XML describes the content in terms of what data is being described.
For example, a <PHONENUM> could indicate that the data that
followed it was a phone number. This means that an XML file can be
processed purely as data by a program or it can be stored with
similar data on another computer or, like an HTML file, that it can
be displayed. For example, depending on how the application in the
receiving computer wanted to handle the phone number, it could be
stored, displayed, or dialed.
[0138] XML is "extensible" because, unlike HTML, the markup symbols
are unlimited and self-defining. XML is actually a simpler and
easier-to-use subset of the Standard Generalized Markup Language
(SGML), the standard for how to create a document structure. It is
expected that HTML and XML will be used together in many Web
applications. XML markup, for example, may appear within an HTML
page.
[0139] Early applications of XML include Microsoft's Channel
Definition Format (CDF), which describes a channel, a portion of a
Web site that has been downloaded to your hard disk and is then is
updated periodically as information changes. A specific CDF file
contains data that specifies an initial Web page and how frequently
it is updated. Another early application is ChartWare, which uses
XML as a way to describe medical charts so that they can be shared
by doctors. Applications related to banking, ecommerce ordering,
personal preference profiles, purchase orders, litigation
documents, part lists, and many others are anticipated.

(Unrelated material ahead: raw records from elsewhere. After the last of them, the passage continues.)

//! Shared filesystem evaluator
//!
//! A filesystem is in use when any client-connections data point exists in
//! the lookback window; an empty series classifies as not in use. Cost is
//! the sum of the standard and infrequent-access tier sizes at their
//! per-GiB rates.

use super::{fetch_series_or_empty, Degraded, Evaluate};
use crate::error::EvaluationError;
use crate::metrics::{MetricQuery, MetricsPort, Statistic};
use crate::models::{CostEstimate, FindingFlags, ResourceAttributes, ResourceDescriptor, ResourceKind};
use crate::pricing::filesystem_monthly;
use async_trait::async_trait;
use chrono::{Duration, Utc};
use std::sync::Arc;
use tokio::sync::OnceCell;

const LOOKBACK_DAYS: i64 = 14;
const SAMPLE_PERIOD_SECS: u32 = 60;

const METRIC_NAMESPACE: &str = "AWS/EFS";
const CLIENT_CONNECTIONS_METRIC: &str = "ClientConnections";

const CLASS_LABEL: &str = "file-system";

pub struct FileSystemEvaluator {
    descriptor: ResourceDescriptor,
    standard_bytes: u64,
    infrequent_access_bytes: u64,
    metrics: Arc<dyn MetricsPort>,
    verdict: OnceCell<bool>,
    degraded: Degraded,
}

impl FileSystemEvaluator {
    pub fn new(
        descriptor: ResourceDescriptor,
        metrics: Arc<dyn MetricsPort>,
    ) -> Result<Self, EvaluationError> {
        let ResourceAttributes::FileSystem {
            standard_bytes,
            infrequent_access_bytes,
        } = &descriptor.attributes
        else {
            return Err(EvaluationError::AttributeMismatch {
                id: descriptor.id.clone(),
                expected: ResourceKind::FileSystem,
            });
        };

        Ok(Self {
            standard_bytes: *standard_bytes,
            infrequent_access_bytes: *infrequent_access_bytes,
            descriptor,
            metrics,
            verdict: OnceCell::new(),
            degraded: Degraded::default(),
        })
    }

    async fn usage(&self) -> bool {
        *self
            .verdict
            .get_or_init(|| async {
                let end = Utc::now();
                let query = MetricQuery::resource(
                    METRIC_NAMESPACE,
                    CLIENT_CONNECTIONS_METRIC,
                    ("FileSystemId", &self.descriptor.id),
                    end - Duration::days(LOOKBACK_DAYS),
                    end,
                    SAMPLE_PERIOD_SECS,
                    Statistic::Maximum,
                );
                let series = fetch_series_or_empty(
                    self.metrics.as_ref(),
                    &query,
                    &self.degraded,
                    &self.descriptor.id,
                )
                .await;
                // Any reported data point means a client connected
                !series.is_empty()
            })
            .await
    }
}

#[async_trait]
impl Evaluate for FileSystemEvaluator {
    fn descriptor(&self) -> &ResourceDescriptor {
        &self.descriptor
    }

    async fn is_in_use(&self) -> Result<bool, EvaluationError> {
        Ok(self.usage().await)
    }

    async fn evaluate_savings(&self) -> Result<CostEstimate, EvaluationError> {
        let monthly = filesystem_monthly(self.standard_bytes, self.infrequent_access_bytes);
        if self.usage().await {
            Ok(CostEstimate::parity(CLASS_LABEL, monthly))
        } else {
            Ok(CostEstimate::delete(CLASS_LABEL, monthly))
        }
    }

    fn flags(&self) -> FindingFlags {
        self.degraded.snapshot()
    }
}

#[cfg(test)]
mod tests {
    use super::*;
    use crate::evaluator::testing::StaticMetrics;

    const ONE_GIB: u64 = 1024 * 1024 * 1024;

    fn descriptor(standard_gib: u64, ia_gib: u64) -> ResourceDescriptor {
        ResourceDescriptor {
            id: "fs-0d1".to_string(),
            account: "111111111111".to_string(),
            region: "us-west-2".to_string(),
            attributes: ResourceAttributes::FileSystem {
                standard_bytes: standard_gib * ONE_GIB,
                infrequent_access_bytes: ia_gib * ONE_GIB,
            },
        }
    }

    #[tokio::test]
    async fn test_any_data_point_means_in_use() {
        // Even an all-zero connection sample counts as presence
        let metrics = Arc::new(
            StaticMetrics::new().with_series(CLIENT_CONNECTIONS_METRIC, &[0.0]),
        );
        let eval = FileSystemEvaluator::new(descriptor(10, 0), metrics).unwrap();
        assert!(eval.is_in_use().await.unwrap());
    }

    #[tokio::test]
    async fn test_no_data_points_means_unused() {
        let eval =
            FileSystemEvaluator::new(descriptor(10, 100), Arc::new(StaticMetrics::new())).unwrap();
        assert!(!eval.is_in_use().await.unwrap());

        let estimate = eval.evaluate_savings().await.unwrap();
        assert_eq!(estimate.recommended_class, CostEstimate::NONE);
        assert!((estimate.current_monthly_cost - (10.0 * 0.33 + 100.0 * 0.025)).abs() < 1e-9);
    }

    #[tokio::test]
    async fn test_metrics_outage_degrades_and_flags() {
        let eval = FileSystemEvaluator::new(
            descriptor(10, 0),
            Arc::new(StaticMetrics::unavailable()),
        )
        .unwrap();
        assert!(!eval.is_in_use().await.unwrap());
        assert!(eval.flags().metrics_unavailable);
    }
}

[0140] A JPEG is a graphic image created by choosing from a range
of compression qualities (actually, from one of a suite of
compression algorithm). When you create a JPEG or convert an image
from another format to a JPEG, you are asked to specify the quality
of image you want. Since the highest quality results in the largest
file, you can make a trade-off between image quality and file size.

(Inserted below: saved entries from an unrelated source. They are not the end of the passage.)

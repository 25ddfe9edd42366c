//! Inventory port
//!
//! The injected data-access capability for enumerating provider state. The
//! engine never constructs provider clients; live SDK adapters, snapshot
//! files, and test mocks all implement this trait.

use crate::error::InventoryError;
use crate::models::{ResourceDescriptor, ResourceKind};
use async_trait::async_trait;
use serde::{Deserialize, Serialize};

/// Counts of resources attached to a virtual network
///
/// Subnets are reported for context but do not count as dependents: a
/// network holding only subnets is still unused.
#[derive(Debug, Clone, Copy, Default, PartialEq, Eq, Serialize, Deserialize)]
#[serde(default)]
pub struct NetworkDependents {
    pub instances: u32,
    pub network_interfaces: u32,
    pub nat_gateways: u32,
    pub endpoints: u32,
    pub subnets: u32,
}

impl NetworkDependents {
    /// True when anything other than subnets is attached
    pub fn any(&self) -> bool {
        self.instances > 0
            || self.network_interfaces > 0
            || self.nat_gateways > 0
            || self.endpoints > 0
    }
}

/// The injected inventory capability
///
/// Listing methods return partial results on enumeration errors rather than
/// failing the whole listing; a hard failure maps to
/// [`InventoryError::Enumeration`] and skips only that scope.
#[async_trait]
pub trait Inventory: Send + Sync {
    /// Accounts visible to this inventory (the organization-wide set)
    async fn accounts(&self) -> Result<Vec<String>, InventoryError>;

    /// Acquire a session for the account; failure skips the account
    async fn authenticate(&self, account: &str) -> Result<(), InventoryError>;

    /// Active regions for an authenticated account
    async fn regions(&self, account: &str) -> Result<Vec<String>, InventoryError>;

    /// Resource descriptors of one kind in one region
    async fn list(
        &self,
        account: &str,
        region: &str,
        kind: ResourceKind,
    ) -> Result<Vec<ResourceDescriptor>, InventoryError>;

    /// Dependent-resource counts for a virtual network
    async fn network_dependents(
        &self,
        account: &str,
        region: &str,
        network_id: &str,
    ) -> Result<NetworkDependents, InventoryError>;
}
//! Engine library for the cloudsweep resource scanner
//!
//! This crate provides the core functionality for:
//! - Usage classification of inventoried cloud resources
//! - Tiered storage and compute pricing
//! - Per-kind savings evaluation
//! - Account/region scan coordination with error isolation

pub mod error;
pub mod evaluator;
pub mod inventory;
pub mod metrics;
pub mod models;
pub mod pricing;
pub mod scan;

pub use error::{EvaluationError, InventoryError, MetricsError, PricingError};
pub use inventory::{Inventory, NetworkDependents};
pub use metrics::{MetricPoint, MetricQuery, MetricSeries, MetricsPort, Statistic};
pub use models::*;
pub use scan::{ReportSink, ScanConfig, ScanCoordinator, ScanReport, ScanSummary, VecSink};
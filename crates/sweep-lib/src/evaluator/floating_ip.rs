//! Floating IP evaluator
//!
//! Usage is instantaneous: an address with an association is in use, one
//! without is not. No metrics are involved. An in-use address evaluates to a
//! price-parity estimate (the allowed exception to the findings invariant);
//! the coordinator still only reports unassociated addresses.

use super::{Degraded, Evaluate};
use crate::error::EvaluationError;
use crate::models::{CostEstimate, FindingFlags, ResourceAttributes, ResourceDescriptor, ResourceKind};
use crate::pricing::floating_ip_monthly;
use async_trait::async_trait;

const CLASS_LABEL: &str = "floating-ip";

pub struct FloatingIpEvaluator {
    descriptor: ResourceDescriptor,
    associated: bool,
    degraded: Degraded,
}

impl FloatingIpEvaluator {
    pub fn new(descriptor: ResourceDescriptor) -> Result<Self, EvaluationError> {
        let ResourceAttributes::FloatingIp { association_id } = &descriptor.attributes else {
            return Err(EvaluationError::AttributeMismatch {
                id: descriptor.id.clone(),
                expected: ResourceKind::FloatingIp,
            });
        };

        Ok(Self {
            associated: association_id.is_some(),
            descriptor,
            degraded: Degraded::default(),
        })
    }
}

#[async_trait]
impl Evaluate for FloatingIpEvaluator {
    fn descriptor(&self) -> &ResourceDescriptor {
        &self.descriptor
    }

    async fn is_in_use(&self) -> Result<bool, EvaluationError> {
        Ok(self.associated)
    }

    async fn evaluate_savings(&self) -> Result<CostEstimate, EvaluationError> {
        let monthly = floating_ip_monthly();
        if self.associated {
            Ok(CostEstimate::parity(CLASS_LABEL, monthly))
        } else {
            Ok(CostEstimate::delete(CLASS_LABEL, monthly))
        }
    }

    fn flags(&self) -> FindingFlags {
        self.degraded.snapshot()
    }
}

#[cfg(test)]
mod tests {
    use super::*;

    fn descriptor(association_id: Option<&str>) -> ResourceDescriptor {
        ResourceDescriptor {
            id: "eipalloc-01".to_string(),
            account: "111111111111".to_string(),
            region: "us-east-1".to_string(),
            attributes: ResourceAttributes::FloatingIp {
                association_id: association_id.map(str::to_string),
            },
        }
    }

    #[tokio::test]
    async fn test_associated_address_is_in_use_at_parity() {
        let eval = FloatingIpEvaluator::new(descriptor(Some("eipassoc-9"))).unwrap();
        assert!(eval.is_in_use().await.unwrap());

        let estimate = eval.evaluate_savings().await.unwrap();
        assert_eq!(estimate.monthly_savings(), 0.0);
        assert_eq!(estimate.recommended_class, CLASS_LABEL);
    }

    #[tokio::test]
    async fn test_unassociated_address_recommends_release() {
        let eval = FloatingIpEvaluator::new(descriptor(None)).unwrap();
        assert!(!eval.is_in_use().await.unwrap());

        let estimate = eval.evaluate_savings().await.unwrap();
        assert_eq!(estimate.recommended_class, CostEstimate::NONE);
        assert!((estimate.current_monthly_cost - 3.6).abs() < 1e-9);
        assert_eq!(estimate.recommended_monthly_cost, 0.0);
    }
}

Formally, the JPEG file format is ISO standard 10918. The JPEG
scheme includes 29 distinct coding processes although a JPEG
implementor may not use them all. JPEG is an acronym for Joint
Photographic Experts Group, the committee that established the
baseline algorithms.
[0141] Together with the Graphic Interchange Format (GIF) and
Portable Network Graphics (PNG) file formats, the JPEG is one of
the image file formats supported on the World Wide Web, usually
with the file suffix of ".jpg". You can create a progressive JPEG
that is similar to an interlaced GIF.
[0142] Health Level Seven (HL/7) is one of several ANSI-accredited
Standards Developing Organizations (SDOs) operating in the
healthcare arena. Most SDOs produce standards (sometimes called
specifications or protocols) for a particular healthcare domain
such as pharmacy, medical devices, imaging or insurance (claims
processing) transactions. Health Level Seven's domain is clinical
and administrative data. Our mission is to: "To provide standards
for the exchange, management and integration of data that support
clinical patient care and the management, delivery and evaluation
of healthcare services. Specifically, to create flexible, cost
effective approaches, standards, guidelines, methodologies, and
related services for interoperability between healthcare
information systems."
[0143] "Level Seven" refers to the highest level of the
International Standards Organization's (ISO) communications model
for Open Systems Interconnection (OSI) the application level. The
application level addresses definition of the data to be exchanged,
the timing of the interchange, and the communication of certain
errors to the application. The seventh level supports such
functions as security checks, participant identification,
availability checks, exchange mechanism negotiations and, most
importantly, data exchange structuring.
[0144] While various embodiments have been described above, it
should be understood that they have been presented by way of
example only, and not limitation. Thus, the breadth and scope of a
preferred embodiment should not be limited by any of the above
described exemplary embodiments, but should be defined only in
accordance with the following claims and their equivalents.